ACTIVITY → Each line of the records that includes "post" should be found and copied.

(Data extracted from a collection)
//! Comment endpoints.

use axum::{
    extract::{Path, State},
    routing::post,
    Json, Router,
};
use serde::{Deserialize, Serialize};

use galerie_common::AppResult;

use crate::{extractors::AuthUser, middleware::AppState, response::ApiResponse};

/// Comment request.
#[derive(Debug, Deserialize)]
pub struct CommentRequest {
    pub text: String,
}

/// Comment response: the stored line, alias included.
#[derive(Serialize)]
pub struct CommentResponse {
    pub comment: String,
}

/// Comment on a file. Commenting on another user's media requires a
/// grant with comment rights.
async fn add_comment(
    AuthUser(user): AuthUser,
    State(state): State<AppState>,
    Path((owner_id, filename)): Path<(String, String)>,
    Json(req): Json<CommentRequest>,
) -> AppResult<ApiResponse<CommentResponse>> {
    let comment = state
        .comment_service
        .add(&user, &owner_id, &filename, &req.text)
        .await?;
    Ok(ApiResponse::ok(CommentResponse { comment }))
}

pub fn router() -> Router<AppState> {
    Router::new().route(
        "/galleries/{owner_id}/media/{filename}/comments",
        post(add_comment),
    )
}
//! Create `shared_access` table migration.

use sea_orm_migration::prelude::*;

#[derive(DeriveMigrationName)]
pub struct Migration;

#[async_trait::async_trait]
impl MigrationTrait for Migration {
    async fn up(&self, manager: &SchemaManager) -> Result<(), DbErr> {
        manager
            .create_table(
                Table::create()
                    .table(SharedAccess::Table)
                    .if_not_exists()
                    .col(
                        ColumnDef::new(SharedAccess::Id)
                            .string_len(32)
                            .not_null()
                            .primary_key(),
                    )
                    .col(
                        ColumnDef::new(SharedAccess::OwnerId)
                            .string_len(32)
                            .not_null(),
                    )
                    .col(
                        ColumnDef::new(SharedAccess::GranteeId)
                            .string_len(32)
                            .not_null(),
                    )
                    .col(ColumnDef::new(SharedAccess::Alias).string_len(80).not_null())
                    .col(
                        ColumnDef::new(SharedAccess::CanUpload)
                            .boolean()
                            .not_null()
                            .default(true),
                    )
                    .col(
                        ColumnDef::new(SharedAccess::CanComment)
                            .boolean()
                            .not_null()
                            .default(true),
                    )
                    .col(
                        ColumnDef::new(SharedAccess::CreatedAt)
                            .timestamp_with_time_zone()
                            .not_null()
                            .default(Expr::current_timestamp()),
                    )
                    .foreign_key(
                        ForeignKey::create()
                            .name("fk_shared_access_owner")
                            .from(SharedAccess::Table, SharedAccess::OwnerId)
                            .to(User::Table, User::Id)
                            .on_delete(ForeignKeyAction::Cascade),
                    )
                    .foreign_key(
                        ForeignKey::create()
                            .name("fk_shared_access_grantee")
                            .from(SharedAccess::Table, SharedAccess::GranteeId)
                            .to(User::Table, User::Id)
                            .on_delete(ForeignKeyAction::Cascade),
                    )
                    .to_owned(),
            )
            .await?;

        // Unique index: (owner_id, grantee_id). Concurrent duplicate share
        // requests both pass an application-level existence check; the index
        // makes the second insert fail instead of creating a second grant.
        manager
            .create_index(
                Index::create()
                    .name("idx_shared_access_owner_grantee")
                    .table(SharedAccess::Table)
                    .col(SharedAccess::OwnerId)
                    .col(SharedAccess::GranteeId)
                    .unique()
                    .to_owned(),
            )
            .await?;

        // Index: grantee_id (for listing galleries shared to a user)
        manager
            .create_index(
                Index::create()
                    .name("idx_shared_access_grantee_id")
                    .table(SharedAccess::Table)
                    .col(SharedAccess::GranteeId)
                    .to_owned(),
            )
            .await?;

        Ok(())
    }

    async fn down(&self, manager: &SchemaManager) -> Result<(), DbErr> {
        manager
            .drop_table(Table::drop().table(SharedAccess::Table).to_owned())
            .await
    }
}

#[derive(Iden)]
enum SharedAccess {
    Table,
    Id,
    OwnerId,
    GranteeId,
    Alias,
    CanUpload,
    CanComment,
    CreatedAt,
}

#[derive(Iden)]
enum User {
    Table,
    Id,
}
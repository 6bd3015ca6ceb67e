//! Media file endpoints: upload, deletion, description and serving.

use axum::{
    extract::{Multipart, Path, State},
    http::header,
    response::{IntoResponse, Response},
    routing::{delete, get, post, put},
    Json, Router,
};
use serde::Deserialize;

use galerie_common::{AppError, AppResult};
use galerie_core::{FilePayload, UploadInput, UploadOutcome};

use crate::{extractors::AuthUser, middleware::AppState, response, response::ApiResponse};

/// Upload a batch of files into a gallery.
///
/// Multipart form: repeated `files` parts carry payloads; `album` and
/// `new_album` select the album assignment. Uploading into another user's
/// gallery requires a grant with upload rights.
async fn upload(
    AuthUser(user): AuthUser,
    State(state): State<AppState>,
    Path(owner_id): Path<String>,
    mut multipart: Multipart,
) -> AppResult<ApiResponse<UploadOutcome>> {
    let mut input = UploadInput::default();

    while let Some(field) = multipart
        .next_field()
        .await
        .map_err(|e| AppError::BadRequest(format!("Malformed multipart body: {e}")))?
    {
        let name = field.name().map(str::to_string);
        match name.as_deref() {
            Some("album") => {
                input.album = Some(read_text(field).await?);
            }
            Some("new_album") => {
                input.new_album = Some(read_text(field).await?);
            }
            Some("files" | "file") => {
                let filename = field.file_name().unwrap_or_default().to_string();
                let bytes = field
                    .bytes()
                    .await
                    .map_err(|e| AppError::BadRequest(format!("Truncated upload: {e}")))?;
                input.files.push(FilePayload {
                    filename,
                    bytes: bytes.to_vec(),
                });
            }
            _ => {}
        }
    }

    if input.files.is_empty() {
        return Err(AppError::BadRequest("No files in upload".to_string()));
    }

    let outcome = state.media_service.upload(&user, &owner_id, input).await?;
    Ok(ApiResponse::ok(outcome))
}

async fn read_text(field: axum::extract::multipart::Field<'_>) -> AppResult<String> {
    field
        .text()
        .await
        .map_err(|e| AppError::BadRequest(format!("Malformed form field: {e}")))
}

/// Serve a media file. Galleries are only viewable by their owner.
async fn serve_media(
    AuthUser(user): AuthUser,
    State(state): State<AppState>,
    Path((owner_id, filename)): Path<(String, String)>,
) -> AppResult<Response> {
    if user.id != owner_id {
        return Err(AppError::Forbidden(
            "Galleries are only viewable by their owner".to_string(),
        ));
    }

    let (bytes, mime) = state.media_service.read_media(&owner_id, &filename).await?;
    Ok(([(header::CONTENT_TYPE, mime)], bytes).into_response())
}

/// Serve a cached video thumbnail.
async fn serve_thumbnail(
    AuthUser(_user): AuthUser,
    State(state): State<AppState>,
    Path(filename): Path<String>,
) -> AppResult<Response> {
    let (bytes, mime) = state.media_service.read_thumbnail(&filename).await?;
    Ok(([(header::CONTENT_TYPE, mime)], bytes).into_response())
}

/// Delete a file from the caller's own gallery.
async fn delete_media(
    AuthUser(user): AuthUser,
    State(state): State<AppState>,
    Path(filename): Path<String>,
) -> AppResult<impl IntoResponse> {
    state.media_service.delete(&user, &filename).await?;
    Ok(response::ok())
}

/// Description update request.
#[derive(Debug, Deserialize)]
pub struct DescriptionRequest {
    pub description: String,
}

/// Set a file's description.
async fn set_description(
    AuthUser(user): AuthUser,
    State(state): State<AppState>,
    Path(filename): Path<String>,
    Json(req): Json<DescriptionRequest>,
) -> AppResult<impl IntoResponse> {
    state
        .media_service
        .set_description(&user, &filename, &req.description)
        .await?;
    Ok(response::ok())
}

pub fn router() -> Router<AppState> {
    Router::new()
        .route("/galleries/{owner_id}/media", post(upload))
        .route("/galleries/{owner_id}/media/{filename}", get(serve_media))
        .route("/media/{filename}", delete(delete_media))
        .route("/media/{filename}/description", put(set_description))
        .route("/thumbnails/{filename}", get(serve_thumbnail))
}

PROBLEM SOLUTION →
    routing::post,
        post(add_comment),
    routing::{delete, get, post, put},
        .route("/galleries/{owner_id}/media", post(upload))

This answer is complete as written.